**Exercise details**
Return all lines from the listing below in which the string "colored" occurs.

**Input for this task**
════════════════════

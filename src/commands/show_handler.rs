//! Show command handler
//!
//! Fetches the feed for the followed groups and prints it day by day.

use super::{CommandHandler, open_session};
use crate::cli::Commands;
use crate::config::Config;
use crate::schedule::ScheduleDay;
use anyhow::Result;
use std::future::Future;
use std::pin::Pin;

#[derive(Debug)]
pub struct ShowHandler;

impl CommandHandler for ShowHandler {
    fn execute<'a>(
        &'a self,
        command: &'a Commands,
        config: &'a Config,
    ) -> Pin<Box<dyn Future<Output = Result<()>> + 'a>> {
        Box::pin(async move {
            let json = matches!(command, Commands::Show { json: true });
            let mut session = open_session(config)?;

            if session.too_many_groups() {
                println!(
                    "Too many groups selected ({} of at most {})",
                    session.state().selected.len(),
                    config.groups.max_selected
                );
                return Ok(());
            }

            if session.state().selected.is_empty() {
                println!("No groups followed yet. Use 'kse-schedule groups toggle <id>'.");
            }

            if !session.refresh().await {
                println!("Schedule unavailable right now. Check your connection and try again.");
                return Ok(());
            }

            let days = session.state().days;
            if json {
                println!("{}", serde_json::to_string_pretty(&days)?);
            } else {
                print!("{}", render_days(&days));
            }
            Ok(())
        })
    }

    fn can_handle(&self, command: &Commands) -> bool {
        matches!(command, Commands::Show { .. })
    }
}

/// Plain-text rendering: a heading per day followed by its classes.
pub fn render_days(days: &[ScheduleDay]) -> String {
    if days.is_empty() {
        return "No classes in the coming days.\n".to_string();
    }

    let mut output = String::new();
    for day in days {
        output.push_str(&day.label);
        output.push('\n');
        for event in &day.events {
            output.push_str("  ");
            output.push_str(&event.display().replace('\n', "\n  "));
            output.push('\n');
        }
        output.push('\n');
    }
    output
}

#[cfg(test)]
mod tests {
    use super::*;
    use crate::ics::IcsParser;
    use crate::schedule::group_by_day;
    use chrono::TimeZone;
    use chrono_tz::Europe::Kiev;
    use pretty_assertions::assert_eq;

    #[test]
    fn test_render_days() {
        let content = "BEGIN:VEVENT\n\
                       SUMMARY:Statistics\n\
                       DTSTART;TZID=Europe/Kiev:20240604T140000\n\
                       DTEND;TZID=Europe/Kiev:20240604T152000\n\
                       LOCATION:Room 12\n\
                       END:VEVENT\n";
        let fallback = Kiev.with_ymd_and_hms(2024, 1, 1, 0, 0, 0).unwrap();
        let days = group_by_day(IcsParser::with_fallback(Kiev, fallback).parse(content));

        assert_eq!(
            render_days(&days),
            "Tuesday, Jun 4\n  14:00 - 15:20  Statistics\n     Location: Room 12\n\n"
        );
    }

    #[test]
    fn test_render_empty() {
        assert_eq!(render_days(&[]), "No classes in the coming days.\n");
    }

    #[test]
    fn test_can_handle() {
        assert!(ShowHandler.can_handle(&Commands::Show { json: false }));
    }
}
//! Tank Replay - Animated playback of recorded tank duels.
//!
//! A finished match is stored as a flow: one snapshot per tick holding every
//! tank's position, health, heading, whether it moved and what it fired at.
//! This crate turns that flow into timed visual changes on a grid board, with
//! play, pause and tick-by-tick navigation.
//!
//! # Architecture
//!
//! - `schema`: Replay file format and playback configuration
//! - `board`: The [`board::BoardView`] surface playback draws on, plus an in-memory board
//! - `playback`: Scheduler, tick animator, strike preview and the controller
//!
//! # Example
//!
//! ```rust,no_run
//! use tank_replay::{
//!     board::MemoryBoard,
//!     playback::PlaybackController,
//!     schema::{PlaybackConfig, ReplaySetup},
//! };
//!
//! let setup = ReplaySetup::from_path("match.json").unwrap();
//! let board = MemoryBoard::new(10, 10, setup.flow.player_count());
//! let mut player = PlaybackController::new(setup.flow, PlaybackConfig::default(), board).unwrap();
//!
//! // Host loop: report elapsed time, redraw from the board.
//! while !player.session().is_finished() {
//!     player.advance(16);
//! }
//! println!("{}", player.board().render_ascii());
//! ```

pub mod board;
pub mod playback;
pub mod schema;

// WebAssembly bindings (only for wasm32 target)
#[cfg(target_arch = "wasm32")]
pub mod wasm;

// Re-export commonly used types
pub use board::{BoardView, MemoryBoard};
pub use playback::{PlaybackController, PlaybackState};
pub use schema::{Flow, PlaybackConfig, ReplaySetup};
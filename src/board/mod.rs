//! Board module - The view surface playback draws on.
//!
//! Playback never owns pixels. It drives a [`BoardView`], which a host
//! implements on top of whatever it renders with (DOM nodes, a terminal,
//! a test double). [`MemoryBoard`] is the in-memory implementation used by
//! the CLI, the wasm binding and the tests.

mod memory;

pub use memory::*;

use serde::{Deserialize, Serialize};

use crate::schema::Cell;

/// Background tone of a struck cell.
#[derive(Debug, Clone, Copy, PartialEq, Eq, Hash, Serialize, Deserialize)]
#[serde(rename_all = "snake_case")]
pub enum Tint {
    /// Player-colored tone shown while a strike is incoming.
    PreHit(usize),
    /// Player-colored tone shown when a strike lands.
    Hit(usize),
    /// Pre-hit tone for a cell targeted by more than one player.
    OverlapPreHit,
    /// Hit tone for a cell targeted by more than one player.
    OverlapHit,
}

impl Tint {
    pub fn is_hit(self) -> bool {
        matches!(self, Tint::Hit(_) | Tint::OverlapHit)
    }
}

/// Transient screen-space offset of a token, in cell units.
#[derive(Debug, Clone, Copy, Default, PartialEq, Eq, Serialize, Deserialize)]
pub struct Translation {
    pub dx: i32,
    pub dy: i32,
}

impl Translation {
    pub const NONE: Translation = Translation { dx: 0, dy: 0 };

    pub fn new(dx: i32, dy: i32) -> Self {
        Self { dx, dy }
    }
}

/// Primitives a renderer exposes to playback.
///
/// Tokens are addressed by player index. Every cell passed in is in bounds
/// of [`dimensions`](Self::dimensions).
pub trait BoardView {
    /// Board size in cells, `(width, height)`.
    fn dimensions(&self) -> (usize, usize);

    /// Replace the board with an empty one: no tokens, tints, crash highlights,
    /// struck markers, emphasis, health or tick texts.
    fn rebuild(&mut self);

    /// Put a player's token on `cell` with an absolute rotation in degrees.
    fn place_token(&mut self, player: usize, cell: Cell, rotation: i32);

    /// Current rotation of a token, as a running (unwrapped) total.
    fn token_rotation(&self, player: usize) -> Option<i32>;

    fn set_token_rotation(&mut self, player: usize, rotation: i32);

    /// Shift a token visually without changing its cell.
    fn set_token_offset(&mut self, player: usize, offset: Translation);

    /// Move a token into `cell` and reset its offset, as one step.
    fn commit_token_move(&mut self, player: usize, cell: Cell);

    fn tint(&self, cell: Cell) -> Option<Tint>;

    fn set_tint(&mut self, cell: Cell, tint: Option<Tint>);

    /// Toggle the crash highlight of a cell.
    fn set_crash(&mut self, cell: Cell, on: bool);

    /// Whether a strike already resolved on this cell since the last rebuild.
    fn is_struck(&self, cell: Cell) -> bool;

    fn mark_struck(&mut self, cell: Cell);

    /// Health value currently displayed for a player.
    fn health_text(&self, player: usize) -> Option<i32>;

    fn set_health_text(&mut self, player: usize, health: Option<i32>);

    /// Toggle the scale-up emphasis of a player's health text.
    fn set_health_emphasis(&mut self, player: usize, on: bool);

    fn set_tick_text(&mut self, tick: Option<usize>);
}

════════════════════

**Solution for this problem**
    /// Player-colored tone shown while a strike is incoming.
    /// Player-colored tone shown when a strike lands.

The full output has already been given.